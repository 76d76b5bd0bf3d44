//! The SMS dispatch service
//!
//! `SmsService` holds at most one active provider sender, refreshes it
//! from stored configuration, and forwards outbound sends to it.
//!
//! ## Architecture
//!
//! ```text
//! ┌───────────────┐    "sms" record    ┌────────────────┐
//! │ SettingsStore │ ──────────────────▶│ SenderRegistry │
//! └───────────────┘  SmsProviderConfig └────────────────┘
//!                                              │ create
//!                                              ▼
//!                   ┌────────────┐    ┌─────────────────┐
//!        send ─────▶│ SmsService │───▶│ active SmsSender │
//!                   └────────────┘    └─────────────────┘
//! ```
//!
//! ## Lifecycle
//!
//! 1. Construct with [`SmsService::new()`]
//! 2. [`start()`](SmsService::start) performs the initial configuration
//!    refresh
//! 3. [`refresh_configuration()`](SmsService::refresh_configuration) on
//!    every administrative settings change
//! 4. [`stop()`](SmsService::stop) destroys the active sender exactly once
//!
//! ## Concurrency
//!
//! `send`, `send_batch`, `send_test` and `refresh_configuration` may be
//! invoked concurrently. The active-sender slot is guarded by an async
//! RwLock; sends clone the `Arc` under the read lock and keep it for the
//! duration of the call, so a refresh swapping the slot never invalidates
//! a send already in flight. The displaced sender is destroyed after the
//! swap, outside the critical section.

use crate::config::{SmsProviderConfig, TestSmsRequest};
use crate::error::{Error, Result, root_cause_message};
use crate::registry::SenderRegistry;
use crate::traits::{AdminSettings, SettingsScope, SettingsStore, SmsSender};
use std::sync::Arc;
use tokio::sync::RwLock;
use tracing::{debug, error, info, warn};

/// Settings key under which the provider configuration is stored
pub const SMS_SETTINGS_KEY: &str = "sms";

/// Configuration-driven SMS dispatch service
///
/// Holds the single active sender and the collaborators needed to rebuild
/// it from stored configuration. The settings store and registry are
/// treated as externally synchronized; the sender slot is the only mutable
/// shared state.
pub struct SmsService {
    settings: Arc<dyn SettingsStore>,
    registry: Arc<SenderRegistry>,
    sender: RwLock<Option<Arc<dyn SmsSender>>>,
}

impl SmsService {
    /// Create a new, not-yet-configured dispatch service
    pub fn new(settings: Arc<dyn SettingsStore>, registry: Arc<SenderRegistry>) -> Self {
        Self {
            settings,
            registry,
            sender: RwLock::new(None),
        }
    }

    /// Start the service: perform the initial configuration refresh
    ///
    /// Absent or invalid stored configuration leaves the service in the
    /// "not configured" state; it does not fail startup.
    pub async fn start(&self) {
        self.refresh_configuration().await;
    }

    /// Stop the service: destroy the active sender, exactly once
    ///
    /// Safe to call more than once; later calls find the slot empty.
    pub async fn stop(&self) {
        let old = { self.sender.write().await.take() };
        if let Some(sender) = old {
            info!("destroying active {} sender on shutdown", sender.provider_name());
            sender.destroy();
        }
    }

    /// Rebuild the active sender from stored configuration
    ///
    /// Reads the `"sms"` record in the system scope. Absent configuration
    /// is treated as "not configured" and leaves the state unchanged. On
    /// any failure (fetch, parse, validate, construct) the previous sender
    /// stays installed and the failure is only logged.
    ///
    /// On success the displaced sender (if any) is destroyed after the new
    /// one is installed.
    pub async fn refresh_configuration(&self) {
        let settings = match self
            .settings
            .find_by_key(&SettingsScope::System, SMS_SETTINGS_KEY)
            .await
        {
            Ok(Some(settings)) => settings,
            Ok(None) => {
                debug!("no SMS provider settings stored; leaving sender unchanged");
                return;
            }
            Err(e) => {
                error!("failed to load SMS provider settings: {}", e);
                return;
            }
        };

        let new_sender = match self.build_sender(&settings) {
            Ok(sender) => sender,
            Err(e) => {
                error!("failed to create SMS sender: {}", e);
                return;
            }
        };

        info!("installing {} SMS sender", new_sender.provider_name());
        let old = {
            let mut slot = self.sender.write().await;
            slot.replace(Arc::from(new_sender))
        };

        // In-flight sends hold their own Arc clone; destroying here only
        // releases the displaced sender's handles.
        if let Some(old) = old {
            old.destroy();
        }
    }

    /// Send one message to one destination through the active sender
    ///
    /// # Returns
    ///
    /// - `Ok(i32)`: The provider's status code
    /// - `Err(Error::NotConfigured)`: No active sender installed
    /// - `Err(Error::SendFailed)`: The provider failed; the message is the
    ///   deepest cause from the provider's error chain
    pub async fn send(&self, number_to: &str, message: &str) -> Result<i32> {
        let sender = {
            self.sender
                .read()
                .await
                .clone()
                .ok_or(Error::NotConfigured)?
        };

        self.send_via(sender.as_ref(), number_to, message).await
    }

    /// Send one message to each destination, sequentially, in input order
    ///
    /// The first failure aborts the batch and propagates; destinations
    /// already sent to stay sent (at-least-once per prefix, not
    /// transactional).
    pub async fn send_batch(&self, numbers_to: &[String], message: &str) -> Result<()> {
        for number_to in numbers_to {
            self.send(number_to, message).await?;
        }
        Ok(())
    }

    /// Send a single test message through an ephemeral sender
    ///
    /// Builds a sender from the request's own configuration without
    /// touching the active one, sends once, and destroys the ephemeral
    /// sender on every exit path.
    ///
    /// # Returns
    ///
    /// - `Ok(i32)`: The provider's status code
    /// - `Err(Error::InvalidConfiguration)`: The factory rejected the
    ///   test configuration
    /// - `Err(Error::SendFailed)`: The test send itself failed
    pub async fn send_test(&self, request: &TestSmsRequest) -> Result<i32> {
        let sender = match self.create_sender(&request.provider_configuration) {
            Ok(sender) => sender,
            Err(e) => {
                let cause = root_cause_message(&e);
                warn!("rejected test SMS configuration: {}", cause);
                return Err(Error::InvalidConfiguration(cause));
            }
        };

        let result = self
            .send_via(sender.as_ref(), &request.number_to, &request.message)
            .await;
        sender.destroy();
        result
    }

    /// Parse, validate and construct a sender from a settings record
    fn build_sender(&self, settings: &AdminSettings) -> Result<Box<dyn SmsSender>> {
        let config: SmsProviderConfig = serde_json::from_value(settings.json_value.clone())?;
        self.create_sender(&config)
    }

    fn create_sender(&self, config: &SmsProviderConfig) -> Result<Box<dyn SmsSender>> {
        config.validate()?;
        self.registry.create_sender(config)
    }

    /// Forward one send to a specific sender, wrapping provider failures
    async fn send_via(
        &self,
        sender: &dyn SmsSender,
        number_to: &str,
        message: &str,
    ) -> Result<i32> {
        match sender.send_sms(number_to, message).await {
            Ok(code) => {
                debug!(
                    "sent SMS to {} via {} (status {})",
                    number_to,
                    sender.provider_name(),
                    code
                );
                Ok(code)
            }
            Err(e) => {
                let cause = root_cause_message(&e);
                warn!("unable to send SMS to {}: {}", number_to, cause);
                Err(Error::SendFailed(cause))
            }
        }
    }
}
//! Dispatch Contract Test: Test Sends
//!
//! Constraints verified:
//! - A test send builds an ephemeral sender and never mutates the active
//!   one
//! - The ephemeral sender is destroyed on every exit path
//! - A rejected test configuration is classified as invalid
//!   configuration, distinct from a send failure

mod common;

use common::*;
use sms_core::traits::{SettingsScope, SettingsStore};
use sms_core::{ErrorKind, MemorySettingsStore, SenderRegistry, SmsService};
use std::sync::Arc;

struct Fixture {
    service: SmsService,
    store: MemorySettingsStore,
}

fn fixture(factories: &[(&str, Arc<MockSenderFactory>)]) -> Fixture {
    let store = MemorySettingsStore::new();
    let registry = SenderRegistry::new();
    for (name, factory) in factories {
        registry.register(*name, Box::new(SharedFactory(Arc::clone(factory))));
    }
    let service = SmsService::new(Arc::new(store.clone()), Arc::new(registry));
    Fixture { service, store }
}

#[tokio::test]
async fn test_send_does_not_touch_the_active_sender() {
    let active = MockSenderFactory::new("active");
    let other = MockSenderFactory::new("other");
    let fx = fixture(&[
        ("active", Arc::clone(&active)),
        ("other", Arc::clone(&other)),
    ]);

    // Provider A is the configured one
    fx.store
        .save(&SettingsScope::System, mock_settings("active"))
        .await
        .unwrap();
    fx.service.refresh_configuration().await;

    // Test provider B's configuration
    fx.service
        .send_test(&mock_test_request("other", "+15551230001", "test"))
        .await
        .unwrap();

    assert_eq!(other.created_count(), 1);
    assert_eq!(other.sender_stats(0).send_calls(), 1);

    // Regular sends still route through A
    fx.service.send("+15551230002", "hi").await.unwrap();
    assert_eq!(active.sender_stats(0).send_calls(), 1);
    assert_eq!(
        active.sender_stats(0).destroy_calls(),
        0,
        "active sender must survive the test send"
    );
}

#[tokio::test]
async fn test_send_destroys_the_ephemeral_sender_on_success() {
    let factory = MockSenderFactory::new("mock");
    let fx = fixture(&[("mock", Arc::clone(&factory))]);

    let code = fx
        .service
        .send_test(&mock_test_request("mock", "+15551230003", "test"))
        .await
        .unwrap();

    assert_eq!(code, 1);
    assert_eq!(factory.sender_stats(0).destroy_calls(), 1);
}

#[tokio::test]
async fn test_send_destroys_the_ephemeral_sender_on_send_failure() {
    let factory = MockSenderFactory::with_failure("mock", FailureMode::AlwaysChained);
    let fx = fixture(&[("mock", Arc::clone(&factory))]);

    let err = fx
        .service
        .send_test(&mock_test_request("mock", "+15551230004", "test"))
        .await
        .unwrap_err();

    assert_eq!(err.kind(), ErrorKind::SendFailure);
    assert_eq!(
        factory.sender_stats(0).destroy_calls(),
        1,
        "ephemeral sender released even when the send fails"
    );
}

#[tokio::test]
async fn rejected_test_configuration_is_invalid_configuration() {
    let factory = MockSenderFactory::new("mock");
    factory.set_reject_creation(true);
    let fx = fixture(&[("mock", Arc::clone(&factory))]);

    let err = fx
        .service
        .send_test(&mock_test_request("mock", "+15551230005", "test"))
        .await
        .unwrap_err();

    assert_eq!(err.kind(), ErrorKind::InvalidConfiguration);
    assert_eq!(factory.created_count(), 0);
}

#[tokio::test]
async fn unknown_test_provider_type_is_invalid_configuration() {
    let fx = fixture(&[]);

    let err = fx
        .service
        .send_test(&mock_test_request("unregistered", "+15551230006", "test"))
        .await
        .unwrap_err();

    assert_eq!(err.kind(), ErrorKind::InvalidConfiguration);
}

#[tokio::test]
async fn test_send_works_without_an_active_sender() {
    let factory = MockSenderFactory::new("mock");
    let fx = fixture(&[("mock", Arc::clone(&factory))]);

    // Nothing configured; a test send must still go through
    fx.service
        .send_test(&mock_test_request("mock", "+15551230007", "test"))
        .await
        .unwrap();

    let err = fx.service.send("+15551230008", "hi").await.unwrap_err();
    assert_eq!(err.kind(), ErrorKind::NotConfigured);
}
//! The `itembench batch` command.

use std::time::Duration;

use anyhow::{Context, Result};

use itembench_core::dispatch::{DispatchProgress, Dispatcher, SamplePolicy};
use itembench_core::error::GenerationError;
use itembench_core::loader::load_prompts;
use itembench_core::model::{BatchResult, GeneratedItem, GenerationRequest};
use itembench_core::report::BATCH_RESULTS_FILE;
use itembench_providers::config::load_config_from;
use itembench_providers::create_generator;

use crate::BatchArgs;

/// Console progress reporter.
struct ConsoleReporter;

impl DispatchProgress for ConsoleReporter {
    fn on_request_start(&self, index: usize, total: usize, request: &GenerationRequest) {
        eprintln!(
            "[{}/{}] {} ({})",
            index + 1,
            total,
            request.substandard_id().unwrap_or("?"),
            request.kind_str().unwrap_or("?")
        );
    }

    fn on_request_ok(&self, _index: usize, _item: &GeneratedItem) {
        eprintln!("  OK");
    }

    fn on_request_failed(&self, _index: usize, _request: &GenerationRequest, error: &GenerationError) {
        let label = if error.is_error() { "ERROR" } else { "FAIL" };
        eprintln!("  {label}: {}", error.console_cause());
    }

    fn on_batch_complete(&self, result: &BatchResult, elapsed: Duration) {
        tracing::info!(
            success = result.metadata.success,
            failed = result.metadata.failed,
            elapsed_s = elapsed.as_secs_f64(),
            "batch complete"
        );
    }
}

pub async fn execute(args: BatchArgs) -> Result<()> {
    let config = load_config_from(args.config.as_deref())?;

    anyhow::ensure!(
        args.input.exists(),
        "input file not found: {}",
        args.input.display()
    );
    let requests = load_prompts(&args.input)?;

    let mut settings = config.generator.clone();
    if let Some(endpoint) = args.endpoint {
        settings.endpoint = endpoint;
    }
    if let Some(timeout_ms) = args.timeout_ms {
        anyhow::ensure!(timeout_ms > 0, "timeout must be positive");
        settings.timeout_ms = timeout_ms;
    }
    let dispatcher_config = settings.to_dispatcher_config();
    let generator = create_generator(&dispatcher_config)?;

    let policy = SamplePolicy::from_flags(args.limit, args.random, args.seed);
    eprintln!(
        "Loaded {} prompts from {}{}",
        requests.len(),
        args.input.display(),
        policy.describe()
    );
    eprintln!("Endpoint: {}", generator.target());
    eprintln!();

    let dispatcher = Dispatcher::new(generator, dispatcher_config);
    let input_file = args.input.display().to_string();
    let result = dispatcher
        .dispatch(requests, &policy, &input_file, &ConsoleReporter)
        .await;

    let out_path = args
        .output
        .unwrap_or_else(|| config.output_dir.join(BATCH_RESULTS_FILE));
    result
        .save_json(&out_path)
        .context("failed to save batch result")?;

    eprintln!("\nSaved to {}", out_path.display());
    eprintln!(
        "  Success: {}/{}",
        result.metadata.success, result.metadata.total
    );
    eprintln!("  Next: itembench eval -i {}", out_path.display());

    Ok(())
}
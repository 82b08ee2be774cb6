//! The `itembench eval` command.

use std::sync::Arc;
use std::time::Duration;

use anyhow::Result;
use comfy_table::{Cell, Table};

use itembench_core::aggregate::{aggregate, EvalSummary};
use itembench_core::evaluate::{EvalProgress, EvalRow, Evaluator};
use itembench_core::report::{
    load_generated_items, normalize_output_dir, write_eval_outputs, BATCH_RESULTS_FILE,
};
use itembench_providers::config::{load_config_from, ScorerSettings};
use itembench_runner::InceptBenchScorer;

use crate::EvalArgs;

/// Console progress reporter.
struct ConsoleReporter;

impl EvalProgress for ConsoleReporter {
    fn on_item_complete(&self, index: usize, total: usize, row: &EvalRow) {
        let mut status = if row.structure_valid { "OK" } else { "INVALID" }.to_string();
        if let Some(score) = row.score_100() {
            status.push_str(&format!(" {score}%"));
        }
        eprintln!("  [{}/{}] {} {status}", index + 1, total, row.id);
    }
}

fn build_scorer(settings: &ScorerSettings) -> InceptBenchScorer {
    InceptBenchScorer::new(&settings.program, settings.args.clone())
        .with_timeout(Duration::from_millis(settings.timeout_ms))
        .with_pass_threshold(settings.pass_threshold)
}

pub async fn execute(args: EvalArgs) -> Result<()> {
    let config = load_config_from(args.config.as_deref())?;

    let input = args
        .input
        .unwrap_or_else(|| config.output_dir.join(BATCH_RESULTS_FILE));
    let output_dir = normalize_output_dir(args.output_dir.as_ref().unwrap_or(&config.output_dir));

    anyhow::ensure!(
        input.exists(),
        "{} not found. Run: itembench batch",
        input.display()
    );

    let items = load_generated_items(&input)?;
    if items.is_empty() {
        eprintln!("No generated_content to evaluate.");
        return Ok(());
    }

    let evaluator = if args.no_inceptbench {
        Evaluator::structure_only()
    } else {
        Evaluator::with_scorer(Arc::new(build_scorer(&config.scorer)))
    };

    eprintln!("Evaluating {} items from {}", items.len(), input.display());
    let rows = evaluator.evaluate(&items, &ConsoleReporter).await;
    let summary = aggregate(&rows, evaluator.scoring_enabled());

    let paths = write_eval_outputs(&output_dir, &rows, &summary)?;

    print_rows(&rows, evaluator.scoring_enabled());
    eprintln!("\nResults: {}", paths.results.display());
    eprintln!("Summary: {}", paths.summary.display());
    print_summary(&summary, config.scorer.pass_threshold);

    Ok(())
}

fn print_rows(rows: &[EvalRow], scoring: bool) {
    let mut table = Table::new();
    let mut header = vec!["ID", "Substandard", "Type", "Structure"];
    if scoring {
        header.extend(["Score", "Passed"]);
    }
    table.set_header(header);

    for row in rows {
        let structure = if row.structure_valid {
            "valid".to_string()
        } else {
            row.structure_errors.join("; ")
        };
        let mut cells = vec![
            Cell::new(&row.id),
            Cell::new(&row.substandard_id),
            Cell::new(&row.kind),
            Cell::new(structure),
        ];
        if scoring {
            cells.push(Cell::new(
                row.score_100()
                    .map(|s| format!("{s}"))
                    .unwrap_or_else(|| "-".into()),
            ));
            cells.push(Cell::new(if row.passed() { "yes" } else { "no" }));
        }
        table.add_row(cells);
    }

    eprintln!("\n{table}");
}

fn print_summary(summary: &EvalSummary, threshold: f64) {
    eprintln!(
        "  Structure: {}/{} valid",
        summary.structure_valid, summary.total
    );
    if let Some(passed) = summary.inceptbench_passed {
        let rate = summary
            .pass_rate_pct
            .map(|r| format!("{r:.1}"))
            .unwrap_or_else(|| "-".into());
        eprintln!(
            "  InceptBench pass (≥{threshold}%): {passed}/{} ({rate}%)",
            summary.total
        );
    }
}
//! HTTP generation service transport.
//!
//! `POST {endpoint}/generate` with the request as the JSON body. Only a
//! `200` answer counts; its body is `{"generated_content": [{id, content}]}`.

use std::time::{Duration, Instant};

use anyhow::{Context, Result};
use async_trait::async_trait;
use serde::Deserialize;
use tracing::instrument;

use itembench_core::dispatch::DEFAULT_TIMEOUT_MS;
use itembench_core::error::GenerationError;
use itembench_core::model::{lenient_list, GeneratedContent, GenerationRequest};
use itembench_core::traits::{ContentGenerator, GeneratorTarget};

/// Client for a remote generation service.
pub struct HttpGenerator {
    endpoint: String,
    client: reqwest::Client,
    timeout_ms: u64,
}

impl HttpGenerator {
    pub fn new(endpoint: &str) -> Result<Self> {
        Self::with_timeout(endpoint, Duration::from_millis(DEFAULT_TIMEOUT_MS))
    }

    pub fn with_timeout(endpoint: &str, timeout: Duration) -> Result<Self> {
        let client = reqwest::Client::builder()
            .timeout(timeout)
            .build()
            .context("failed to build HTTP client")?;

        Ok(Self {
            endpoint: endpoint.trim_end_matches('/').to_string(),
            client,
            timeout_ms: timeout.as_millis() as u64,
        })
    }

    pub fn endpoint(&self) -> &str {
        &self.endpoint
    }
}

#[derive(Deserialize)]
struct GenerateResponse {
    #[serde(default, deserialize_with = "lenient_list")]
    generated_content: Vec<GeneratedContent>,
}

#[async_trait]
impl ContentGenerator for HttpGenerator {
    fn name(&self) -> &str {
        "http"
    }

    fn target(&self) -> GeneratorTarget {
        GeneratorTarget::Endpoint(self.endpoint.clone())
    }

    #[instrument(skip(self, request), fields(substandard_id = request.substandard_id().unwrap_or("?")))]
    async fn generate(
        &self,
        request: &GenerationRequest,
    ) -> Result<Vec<GeneratedContent>, GenerationError> {
        let start = Instant::now();

        let response = self
            .client
            .post(format!("{}/generate", self.endpoint))
            .json(request)
            .send()
            .await
            .map_err(|e| {
                if e.is_timeout() {
                    GenerationError::Timeout(self.timeout_ms)
                } else {
                    GenerationError::Network(e.to_string())
                }
            })?;

        let status = response.status().as_u16();
        tracing::debug!(status, elapsed_ms = start.elapsed().as_millis() as u64, "generate responded");

        if status != 200 {
            let body = response.text().await.unwrap_or_default();
            return Err(GenerationError::HttpStatus { status, body });
        }

        let body: GenerateResponse = response.json().await.map_err(|e| {
            if e.is_timeout() {
                GenerationError::Timeout(self.timeout_ms)
            } else {
                GenerationError::Decode(e.to_string())
            }
        })?;

        Ok(body.generated_content)
    }
}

Exercise objective
Select all lines with the word "single" from the entries above.

Output for this exercise
/// Holds the single active sender and the collaborators needed to rebuild
    /// Send a single test message through an ephemeral sender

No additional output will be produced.